Burned from her seemingly cushy Manhattan lifestyle, anguished by that strange and enigmatic only-in-the-cinema ennui that seems only to afflict pretty people in Sundance-approved movies (see also Garden State.)  The opening, obliquely scattered shots that tentatively present a fragmented young woman imply that Leigh is a lost child.  She works as a reporter for the Associated Press and clings to a man whom she will never actually have.  Her woes are externalized from the start as she relates to a story she's writing about a captive tiger chained against its will in an apartment who died from malnutrition and dehydration.  She's trapped you see, just like that tiger.
Stuck in this funk, which the film posits as some sort of deeply realized existential crisis, Leigh impulsively decides to go back home.  Not just to her parents-- a loving and still married mom and dad played by Amy Madigan and Adam LeFevre-- but back in time, before the strains of adulthood became so much.  She returns to her teenage friends and her teenage job as a local lifeguard because she's not...happy.  The biggest hurdle for The Lifeguard is that Garcia assumes that Leigh's woes are universal to the point that she never has be particularly specific.  The film becomes ultimately bland because of this and fails to connect emotionally because the characters themselves are only skin deep and quite boring.  Garcia, who previously wrote for television shows like Dawson's Creek and Cold Case, doesn't help matters with the awkwardly clipped dialogue that's free of humor or self-awareness that she's written for her actors.
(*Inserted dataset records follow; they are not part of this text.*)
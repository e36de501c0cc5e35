//! Ordered set of small (0..=255) size-class indices, used by the chunk
//! allocator (`chunkpool`) to find the smallest non-empty free-list class
//! larger than a requested class without scanning all 256 lists.
//!
//! Grounded on `original_source/src/common/skiplist.c`: node arena with a
//! freelist instead of per-op allocation, `MAX_SKIP_LEVEL` levels, a head
//! sentinel. The node arena itself reuses `crate::alloc::SlotPool`, the
//! index-based reclaim-queue allocator the teacher crate already carries
//! (`alloc.rs`), per spec §9's direction to express membership via indices
//! into an arena rather than intrusive pointers.

use crate::alloc::SlotPool;

const MAX_LEVEL: usize = 8;
const NULL: u32 = u32::max_value();

struct Node {
    value: u32,
    level: usize,
    forward: [u32; MAX_LEVEL],
}

/// Small xorshift PRNG so level generation doesn't need a `rand`
/// dependency on the hot allocation path (`rand` stays a dev-dependency
/// for benches/tests, matching the teacher's own Cargo.toml).
struct Rng(u32);

impl Rng {
    fn next(&mut self) -> u32 {
        let mut x = self.0;
        x ^= x << 13;
        x ^= x >> 17;
        x ^= x << 5;
        self.0 = x;
        x
    }

    /// Coin flip used to decide whether a node grows another level.
    fn coin(&mut self) -> bool {
        self.next() & 1 == 0
    }
}

/// Ordered set of `u32` values with probabilistic skip-list indexing.
pub struct Skiplist {
    nodes: SlotPool<Node>,
    head: [u32; MAX_LEVEL],
    top_level: usize,
    len: usize,
    rng: Rng,
}

impl Skiplist {
    pub fn new() -> Self {
        Skiplist {
            nodes: SlotPool::new(),
            head: [NULL; MAX_LEVEL],
            top_level: 0,
            len: 0,
            rng: Rng(0x9e3779b9),
        }
    }

    pub fn len(&self) -> usize {
        self.len
    }

    pub fn is_empty(&self) -> bool {
        self.len == 0
    }

    fn random_level(&mut self) -> usize {
        let mut level = 1;
        while level < MAX_LEVEL && self.rng.coin() {
            level += 1;
        }
        level
    }

    /// Locate, per level, the last node whose value is strictly less than
    /// `value`. Used by both insert and delete to build the update chain.
    fn find_predecessors(&self, value: u32) -> [u32; MAX_LEVEL] {
        let mut update = [NULL; MAX_LEVEL];
        let mut cur = NULL;
        for lvl in (0..self.top_level.max(1)).rev() {
            let mut from = if cur == NULL { self.head[lvl] } else { self.nodes.get(cur as usize).unwrap().forward[lvl] };
            let mut node = cur;
            loop {
                match from {
                    NULL => break,
                    idx => {
                        let n = self.nodes.get(idx as usize).unwrap();
                        if n.value < value {
                            node = idx;
                            from = n.forward[lvl];
                        } else {
                            break;
                        }
                    }
                }
            }
            cur = node;
            update[lvl] = node;
        }
        update
    }

    fn forward_from(&self, node: u32, lvl: usize) -> u32 {
        if node == NULL {
            self.head[lvl]
        } else {
            self.nodes.get(node as usize).unwrap().forward[lvl]
        }
    }

    pub fn contains(&self, value: u32) -> bool {
        let update = self.find_predecessors(value);
        let candidate = self.forward_from(update[0], 0);
        candidate != NULL && self.nodes.get(candidate as usize).unwrap().value == value
    }

    /// Insert `value`. No-op if already present (the allocator only ever
    /// inserts a class once it transitions from empty to non-empty).
    pub fn insert(&mut self, value: u32) {
        let update = self.find_predecessors(value);
        let existing = self.forward_from(update[0], 0);
        if existing != NULL && self.nodes.get(existing as usize).unwrap().value == value {
            return;
        }

        let level = self.random_level();
        if level > self.top_level {
            self.top_level = level;
        }

        let mut forward = [NULL; MAX_LEVEL];
        for lvl in 0..level {
            forward[lvl] = self.forward_from(update[lvl], lvl);
        }
        let index = self.nodes.push(Node { value, level, forward }) as u32;

        for lvl in 0..level {
            if update[lvl] == NULL {
                self.head[lvl] = index;
            } else {
                self.nodes.get_mut(update[lvl] as usize).unwrap().forward[lvl] = index;
            }
        }
        self.len += 1;
    }

    /// Remove `value` if present.
    pub fn delete(&mut self, value: u32) {
        let update = self.find_predecessors(value);
        let target = self.forward_from(update[0], 0);
        if target == NULL || self.nodes.get(target as usize).unwrap().value != value {
            return;
        }

        let level = self.nodes.get(target as usize).unwrap().level;
        for lvl in 0..level {
            let next = self.nodes.get(target as usize).unwrap().forward[lvl];
            if update[lvl] == NULL {
                self.head[lvl] = next;
            } else {
                self.nodes.get_mut(update[lvl] as usize).unwrap().forward[lvl] = next;
            }
        }
        self.nodes.reclaim(target as usize);
        self.len -= 1;
    }

    /// Smallest member strictly greater than `value`, if any.
    pub fn next_greater(&self, value: u32) -> Option<u32> {
        let update = self.find_predecessors(value + 1);
        let candidate = self.forward_from(update[0], 0);
        if candidate == NULL {
            None
        } else {
            Some(self.nodes.get(candidate as usize).unwrap().value)
        }
    }

    /// Largest member strictly less than `value`, if any.
    pub fn prev_less(&self, value: u32) -> Option<u32> {
        let update = self.find_predecessors(value);
        let pred = update[0];
        if pred == NULL {
            None
        } else {
            Some(self.nodes.get(pred as usize).unwrap().value)
        }
    }
}

#[cfg(test)]
mod tests {
    use super::*;

    #[test]
    fn insert_and_contains() {
        let mut list = Skiplist::new();
        for v in [5u32, 1, 9, 3, 7].iter() {
            list.insert(*v);
        }
        assert_eq!(list.len(), 5);
        assert!(list.contains(5));
        assert!(!list.contains(4));
    }

    #[test]
    fn next_greater_and_prev_less() {
        let mut list = Skiplist::new();
        for v in [10u32, 20, 30, 40].iter() {
            list.insert(*v);
        }
        assert_eq!(list.next_greater(15), Some(20));
        assert_eq!(list.next_greater(40), None);
        assert_eq!(list.prev_less(25), Some(20));
        assert_eq!(list.prev_less(10), None);
    }

    #[test]
    fn delete_removes_and_frees_node() {
        let mut list = Skiplist::new();
        for v in [1u32, 2, 3].iter() {
            list.insert(*v);
        }
        list.delete(2);
        assert!(!list.contains(2));
        assert_eq!(list.len(), 2);
        // The freed slot is reused by the allocator's freelist.
        list.insert(4);
        assert_eq!(list.len(), 3);
        assert!(list.contains(4));
    }

    #[test]
    fn duplicate_insert_is_noop() {
        let mut list = Skiplist::new();
        list.insert(42);
        list.insert(42);
        assert_eq!(list.len(), 1);
    }
}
Leigh is particularly obnoxious.  The film takes great measures in expressing her achievements, her intelligence (she was valedictorian of her high school) and the grand success story of her life in leaving behind her sleepy Connecticut hamlet.  That apparently went straight to Leigh's head at an early age as she drops in her family unexpected and announces she's here to stay, as well as expecting her old townie friends (including Mamie Gummer as an uptight high school guidance counselor with marital woes and Martin Starr as an oddball closeted art dealer) to drop everything in their respective lives to morph back in time, which mostly includes smoking lots of pot. 

That Leigh isn't particularly likable wouldn't be so much of an issue if she were presented in a sharper context and shaded with a hint of, well, anything other than the attractive figure cut by Bell.  The languorous stretches of The Lifeguard appear more interested in the comely actress in her red bathing suit than adding layers or flavor to her character.  There's too little to suggest anything about Leigh that's dark or troubled or searching for something-- she just vacantly stares into space.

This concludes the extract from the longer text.